(Collected data)
*** Begin section ***

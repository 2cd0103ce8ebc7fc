use std::path::PathBuf;
use thiserror::Error;

/// Everything that can stop a loader from producing its table.
///
/// Loaders never let one of these escape through their collapsing entry
/// points; see [`crate::extract::Extractor`].
#[derive(Error, Debug)]
pub enum ExtractionFailure {
    /// The workbook file does not exist
    #[error("workbook not found: {}", .0.display())]
    WorkbookNotFound(PathBuf),

    /// The file exists but calamine could not read it as a workbook
    #[error("failed to open workbook {}: {reason}", path.display())]
    WorkbookOpen { path: PathBuf, reason: String },

    /// The workbook has no sheet with this name
    #[error("sheet `{sheet}` not found in {workbook}")]
    SheetNotFound { workbook: String, sheet: String },

    /// A header or anchor the layout depends on is not where it should be
    #[error("unexpected layout in `{sheet}`: {detail}")]
    Layout { sheet: String, detail: String },

    /// A marker-scanning loader found no row carrying its marker
    #[error("marker `{marker}` not found in `{sheet}`")]
    MarkerNotFound { sheet: String, marker: String },

    /// A cell holds a value of the wrong shape for a typed field
    #[error("cell ({row}, {col}) in `{sheet}`: {detail}")]
    Coercion {
        sheet: String,
        row: u32,
        col: u32,
        detail: String,
    },
}

impl ExtractionFailure {
    pub(crate) fn layout(sheet: &str, detail: impl Into<String>) -> Self {
        Self::Layout {
            sheet: sheet.to_string(),
            detail: detail.into(),
        }
    }
}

*** End section ***

**Task directions**
From the data above, give every line again exactly as it appears.

**Solved exercise**
repository 2cd0103ce8ebc7fc
use std::path::PathBuf;
use thiserror::Error;

/// Everything that can stop a loader from producing its table.
///
/// Loaders never let one of these escape through their collapsing entry
/// points; see [`crate::extract::Extractor`].
#[derive(Error, Debug)]
pub enum ExtractionFailure {
    /// The workbook file does not exist
    #[error("workbook not found: {}", .0.display())]
    WorkbookNotFound(PathBuf),

    /// The file exists but calamine could not read it as a workbook
    #[error("failed to open workbook {}: {reason}", path.display())]
    WorkbookOpen { path: PathBuf, reason: String },

    /// The workbook has no sheet with this name
    #[error("sheet `{sheet}` not found in {workbook}")]
    SheetNotFound { workbook: String, sheet: String },

    /// A header or anchor the layout depends on is not where it should be
    #[error("unexpected layout in `{sheet}`: {detail}")]
    Layout { sheet: String, detail: String },

    /// A marker-scanning loader found no row carrying its marker
    #[error("marker `{marker}` not found in `{sheet}`")]
    MarkerNotFound { sheet: String, marker: String },

    /// A cell holds a value of the wrong shape for a typed field
    #[error("cell ({row}, {col}) in `{sheet}`: {detail}")]
    Coercion {
        sheet: String,
        row: u32,
        col: u32,
        detail: String,
    },
}

impl ExtractionFailure {
    pub(crate) fn layout(sheet: &str, detail: impl Into<String>) -> Self {
        Self::Layout {
            sheet: sheet.to_string(),
            detail: detail.into(),
        }
    }
}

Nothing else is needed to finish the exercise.